Last week I got a new desktop at work. It’s a real nice workstation class PC with a lot of CPU power and memory. It’s purpose is to simulate a small network of computers via VMware Server for software testing.

I was of course curious if I can run NetBSD as a guest operating system. I decided to try NetBSD-amd64 because both the hardware and software support 64Bit mode. I downloaded an ISO image from the daily builds, created a virtual machine with two CPUs and started it. NetBSD booted without any problems and detected all the emulated hardware. VMware Server still emulates an old Intel i440BX chipset from the times of the Pentium II and III. But the virtual AMD PCnet network chip has been replaced by a virtual Intel Gigabit i82545 network chip. I don’t know why they made that change but I guess it helps network performance of virtual machines using more than 4GB of memory. Installing NetBSD to the (virtual) harddisk worked without any problems. The new system started up fine and I had networking up and running in no time.

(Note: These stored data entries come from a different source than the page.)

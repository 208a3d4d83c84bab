//! Account state structures for the Task Trader program

use anchor_lang::prelude::*;

/// Maximum number of mints that can be allowlisted for task funding
pub const MAX_SUPPORT_COINS: usize = 10;

/// Task lifecycle state
#[derive(AnchorSerialize, AnchorDeserialize, Clone, Copy, PartialEq, Eq, Default, InitSpace, Debug)]
#[repr(u8)]
pub enum TaskState {
    #[default]
    Open = 0,
    Close = 1,
}

/// How a task's requester confirms finished work.
///
/// `SubmitThenVerify` requires the applicant to call `submit_acceptance`
/// before the requester may verify. `DirectVerify` lets the requester verify
/// approved (or even merely applied) applications without a submission.
#[derive(AnchorSerialize, AnchorDeserialize, Clone, Copy, PartialEq, Eq, Default, InitSpace, Debug)]
#[repr(u8)]
pub enum AcceptanceFlow {
    #[default]
    SubmitThenVerify = 0,
    DirectVerify = 1,
}

/// Application lifecycle state
#[derive(AnchorSerialize, AnchorDeserialize, Clone, Copy, PartialEq, Eq, Default, InitSpace, Debug)]
#[repr(u8)]
pub enum ApplicationState {
    #[default]
    Applied = 0,
    Accepted = 1,
    Rejected = 2,
    WaitingForAcceptance = 3,
    RejectedByAcceptance = 4,
    AcceptedByAcceptance = 5,
    Withdrawed = 6,
}

/// Effect of a transition on the task's approved counter
#[derive(Clone, Copy, PartialEq, Eq, Debug)]
pub enum SlotChange {
    /// Takes one taker slot (`approved_num += 1`)
    Claim,
    /// Gives one taker slot back (`approved_num -= 1`)
    Release,
    Keep,
}

impl ApplicationState {
    /// Validates whether a state transition is allowed.
    ///
    /// Valid transitions:
    /// - Applied → Accepted (requester approves)
    /// - Applied → Rejected (requester rejects)
    /// - Applied → AcceptedByAcceptance (direct verification, claims a slot)
    /// - Accepted → WaitingForAcceptance (applicant submits)
    /// - Accepted → AcceptedByAcceptance (direct verification)
    /// - Accepted → Applied (direct verification rejects, releases the slot)
    /// - WaitingForAcceptance → AcceptedByAcceptance / RejectedByAcceptance
    /// - WaitingForAcceptance → Applied (direct verification rejects)
    /// - RejectedByAcceptance → WaitingForAcceptance (applicant resubmits)
    /// - AcceptedByAcceptance → Withdrawed (settlement)
    ///
    /// Rejected and Withdrawed are terminal.
    pub fn can_transition_to(&self, new_state: ApplicationState) -> bool {
        use ApplicationState::*;
        matches!(
            (self, new_state),
            (Applied, Accepted)
                | (Applied, Rejected)
                | (Applied, AcceptedByAcceptance)
                | (Accepted, WaitingForAcceptance)
                | (Accepted, AcceptedByAcceptance)
                | (Accepted, Applied)
                | (WaitingForAcceptance, AcceptedByAcceptance)
                | (WaitingForAcceptance, RejectedByAcceptance)
                | (WaitingForAcceptance, Applied)
                | (RejectedByAcceptance, WaitingForAcceptance)
                | (AcceptedByAcceptance, Withdrawed)
        )
    }

    pub fn is_terminal(&self) -> bool {
        matches!(self, ApplicationState::Rejected | ApplicationState::Withdrawed)
    }

    /// Whether the applicant may (re)submit work from this state.
    pub fn can_submit_acceptance(&self) -> bool {
        matches!(
            self,
            ApplicationState::Accepted | ApplicationState::RejectedByAcceptance
        )
    }

    /// Whether this state currently holds one of the task's taker slots.
    pub fn holds_slot(&self) -> bool {
        matches!(
            self,
            ApplicationState::Accepted
                | ApplicationState::WaitingForAcceptance
                | ApplicationState::RejectedByAcceptance
                | ApplicationState::AcceptedByAcceptance
                | ApplicationState::Withdrawed
        )
    }

    /// Outcome of the requester verifying an application in this state.
    ///
    /// Returns the next state together with its effect on the task's
    /// approved counter, or `None` when verification is not allowed.
    /// A `DirectVerify` rejection of an `Applied` application is a no-op.
    pub fn verify(
        &self,
        flow: AcceptanceFlow,
        is_accepted: bool,
    ) -> Option<(ApplicationState, SlotChange)> {
        use ApplicationState::*;
        match (flow, self, is_accepted) {
            (AcceptanceFlow::SubmitThenVerify, WaitingForAcceptance, true) => {
                Some((AcceptedByAcceptance, SlotChange::Keep))
            }
            (AcceptanceFlow::SubmitThenVerify, WaitingForAcceptance, false) => {
                Some((RejectedByAcceptance, SlotChange::Keep))
            }
            (AcceptanceFlow::DirectVerify, Applied, true) => {
                Some((AcceptedByAcceptance, SlotChange::Claim))
            }
            (AcceptanceFlow::DirectVerify, Applied, false) => Some((Applied, SlotChange::Keep)),
            (AcceptanceFlow::DirectVerify, Accepted | WaitingForAcceptance, true) => {
                Some((AcceptedByAcceptance, SlotChange::Keep))
            }
            (AcceptanceFlow::DirectVerify, Accepted | WaitingForAcceptance, false) => {
                Some((Applied, SlotChange::Release))
            }
            _ => None,
        }
    }
}

/// Protocol admin record
/// PDA seeds: ["admin"]
#[account]
#[derive(InitSpace)]
pub struct Admin {
    /// Identity allowed to perform privileged updates
    pub signer: Pubkey,
    /// Owner of the token accounts that receive fees
    pub fee_receiver: Pubkey,
    /// Fee numerator over `FEE_RATIO_DENOMINATOR`
    pub fee_ratio: u64,
    /// Flow snapshotted into newly created tasks
    pub acceptance_flow: AcceptanceFlow,
    /// Total tasks created
    pub total_tasks: u64,
    /// Total settled applications
    pub total_withdrawals: u64,
    /// Total token units paid out across all mints
    pub total_value_settled: u64,
    /// Bump seed
    pub bump: u8,
}

impl Admin {
    pub const SIZE: usize = 8 + // discriminator
        32 + // signer
        32 + // fee_receiver
        8 +  // fee_ratio
        1 +  // acceptance_flow
        8 +  // total_tasks
        8 +  // total_withdrawals
        8 +  // total_value_settled
        1; // bump
}

/// Allowlist of mints usable as task funding
/// PDA seeds: ["support_coin"]
#[account]
#[derive(InitSpace)]
pub struct SupportCoin {
    #[max_len(10)]
    pub coin_mints: Vec<Pubkey>,
    /// Bump seed
    pub bump: u8,
}

impl SupportCoin {
    pub const SIZE: usize = 8 + // discriminator
        4 + 32 * MAX_SUPPORT_COINS + // coin_mints
        1; // bump

    pub fn is_supported(&self, mint: &Pubkey) -> bool {
        self.coin_mints.iter().any(|m| m == mint)
    }
}

/// Task record
/// PDA seeds: ["task_info", task_id.to_le_bytes()]
#[account]
#[derive(InitSpace)]
pub struct TaskInfo {
    /// Caller-chosen identifier
    pub task_id: u64,
    /// Creator and funder of the task
    pub requester: Pubkey,
    /// Funding mint
    pub coin_mint: Pubkey,
    /// Total payout across all takers
    pub task_amount: u64,
    /// Maximum number of approved applications
    pub taker_num: u64,
    /// `task_amount / taker_num`, truncated
    pub amount_per_task: u64,
    /// Referral reward per completion
    pub rewards: u64,
    /// Declared expiry, not enforced
    pub expire_time: i64,
    /// Applications currently holding a taker slot
    pub approved_num: u64,
    /// Applications settled
    pub withdrawn_num: u64,
    /// Tokens moved into the pool for this task
    pub escrowed: u64,
    /// Tokens paid out of the pool for this task
    pub distributed: u64,
    pub state: TaskState,
    /// Flow in effect when the task was created
    pub acceptance_flow: AcceptanceFlow,
    pub created_at: i64,
    /// Bump seed
    pub bump: u8,
}

impl TaskInfo {
    pub const SIZE: usize = 8 + // discriminator
        8 +  // task_id
        32 + // requester
        32 + // coin_mint
        8 +  // task_amount
        8 +  // taker_num
        8 +  // amount_per_task
        8 +  // rewards
        8 +  // expire_time
        8 +  // approved_num
        8 +  // withdrawn_num
        8 +  // escrowed
        8 +  // distributed
        1 +  // state
        1 +  // acceptance_flow
        8 +  // created_at
        1; // bump

    pub fn is_open(&self) -> bool {
        self.state == TaskState::Open
    }

    pub fn has_open_slot(&self) -> bool {
        self.approved_num < self.taker_num
    }

    /// Escrow not yet paid out, `None` if the books are inconsistent.
    pub fn remaining_escrow(&self) -> Option<u64> {
        self.escrowed.checked_sub(self.distributed)
    }
}

/// Application of one applicant to one task
/// PDA seeds: ["task_application", task_info, applicant]
#[account]
#[derive(InitSpace)]
pub struct TaskApplication {
    pub task_id: u64,
    pub applicant: Pubkey,
    /// Referrer credited with the task's rewards on settlement
    pub inviter: Option<Pubkey>,
    pub apply_time: i64,
    pub state: ApplicationState,
    pub updated_at: i64,
    /// Bump seed
    pub bump: u8,
}

impl TaskApplication {
    pub const SIZE: usize = 8 + // discriminator
        8 +  // task_id
        32 + // applicant
        33 + // inviter (Option<Pubkey>: 1 byte discriminator + 32 bytes pubkey)
        8 +  // apply_time
        1 +  // state
        8 +  // updated_at
        1; // bump
}

#[cfg(test)]
mod tests {
    use super::*;

    /// SIZE should equal INIT_SPACE (borsh serialized) + 8-byte discriminator.
    macro_rules! test_size_constant {
        ($struct:ty) => {
            assert_eq!(
                <$struct>::SIZE,
                <$struct as anchor_lang::Space>::INIT_SPACE + 8,
                concat!(stringify!($struct), "::SIZE mismatch with INIT_SPACE")
            );
        };
    }

    #[test]
    fn test_admin_size() {
        test_size_constant!(Admin);
    }

    #[test]
    fn test_support_coin_size() {
        test_size_constant!(SupportCoin);
    }

    #[test]
    fn test_task_info_size() {
        test_size_constant!(TaskInfo);
    }

    #[test]
    fn test_task_application_size() {
        test_size_constant!(TaskApplication);
    }

    const ALL_STATES: [ApplicationState; 7] = [
        ApplicationState::Applied,
        ApplicationState::Accepted,
        ApplicationState::Rejected,
        ApplicationState::WaitingForAcceptance,
        ApplicationState::RejectedByAcceptance,
        ApplicationState::AcceptedByAcceptance,
        ApplicationState::Withdrawed,
    ];

    #[test]
    fn test_terminal_states_have_no_transitions() {
        for from in ALL_STATES.iter().filter(|s| s.is_terminal()) {
            for to in ALL_STATES {
                assert!(!from.can_transition_to(to), "{:?} -> {:?}", from, to);
            }
        }
    }

    #[test]
    fn test_submit_then_verify_requires_submission() {
        let flow = AcceptanceFlow::SubmitThenVerify;
        assert_eq!(ApplicationState::Applied.verify(flow, true), None);
        assert_eq!(ApplicationState::Accepted.verify(flow, true), None);
        assert_eq!(
            ApplicationState::WaitingForAcceptance.verify(flow, true),
            Some((ApplicationState::AcceptedByAcceptance, SlotChange::Keep))
        );
        assert_eq!(
            ApplicationState::WaitingForAcceptance.verify(flow, false),
            Some((ApplicationState::RejectedByAcceptance, SlotChange::Keep))
        );
    }

    #[test]
    fn test_direct_verify_slot_accounting() {
        let flow = AcceptanceFlow::DirectVerify;
        assert_eq!(
            ApplicationState::Applied.verify(flow, true),
            Some((ApplicationState::AcceptedByAcceptance, SlotChange::Claim))
        );
        assert_eq!(
            ApplicationState::Applied.verify(flow, false),
            Some((ApplicationState::Applied, SlotChange::Keep))
        );
        assert_eq!(
            ApplicationState::Accepted.verify(flow, false),
            Some((ApplicationState::Applied, SlotChange::Release))
        );
        assert_eq!(
            ApplicationState::WaitingForAcceptance.verify(flow, true),
            Some((ApplicationState::AcceptedByAcceptance, SlotChange::Keep))
        );
    }

    #[test]
    fn test_verify_rejected_from_settled_states() {
        for flow in [AcceptanceFlow::SubmitThenVerify, AcceptanceFlow::DirectVerify] {
            for state in [
                ApplicationState::Rejected,
                ApplicationState::AcceptedByAcceptance,
                ApplicationState::Withdrawed,
            ] {
                assert_eq!(state.verify(flow, true), None);
                assert_eq!(state.verify(flow, false), None);
            }
        }
    }

    #[test]
    fn test_verify_outcomes_are_valid_transitions() {
        for flow in [AcceptanceFlow::SubmitThenVerify, AcceptanceFlow::DirectVerify] {
            for from in ALL_STATES {
                for accept in [true, false] {
                    if let Some((to, _)) = from.verify(flow, accept) {
                        assert!(to == from || from.can_transition_to(to));
                    }
                }
            }
        }
    }

    #[test]
    fn test_slot_changes_match_slot_holding() {
        for flow in [AcceptanceFlow::SubmitThenVerify, AcceptanceFlow::DirectVerify] {
            for from in ALL_STATES {
                for accept in [true, false] {
                    let Some((to, change)) = from.verify(flow, accept) else {
                        continue;
                    };
                    let expected = match (from.holds_slot(), to.holds_slot()) {
                        (false, true) => SlotChange::Claim,
                        (true, false) => SlotChange::Release,
                        _ => SlotChange::Keep,
                    };
                    assert_eq!(change, expected, "{:?} -> {:?}", from, to);
                }
            }
        }
    }

    #[test]
    fn test_resubmission_allowed_after_rejection() {
        assert!(ApplicationState::RejectedByAcceptance.can_submit_acceptance());
        assert!(ApplicationState::Accepted.can_submit_acceptance());
        assert!(!ApplicationState::Applied.can_submit_acceptance());
        assert!(!ApplicationState::WaitingForAcceptance.can_submit_acceptance());
    }

    #[test]
    fn test_remaining_escrow() {
        let task = TaskInfo {
            task_id: 1,
            requester: Pubkey::new_unique(),
            coin_mint: Pubkey::new_unique(),
            task_amount: 100,
            taker_num: 2,
            amount_per_task: 50,
            rewards: 5,
            expire_time: 0,
            approved_num: 0,
            withdrawn_num: 0,
            escrowed: 110,
            distributed: 55,
            state: TaskState::Open,
            acceptance_flow: AcceptanceFlow::SubmitThenVerify,
            created_at: 0,
            bump: 255,
        };
        assert_eq!(task.remaining_escrow(), Some(55));
        assert!(task.has_open_slot());
        assert!(task.is_open());
    }
}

The last experiment was to try to boot a NetBSD kernel with multi processor support. The kernel took a long time to boot up but finally reached multi user mode after a few minutes. I upgraded the NetBSD sources and started a build using four parallel jobs. The build finished without any difficulties and top on the host machine confirmed that the virtual machine was indeed keeping two CPU cores busy.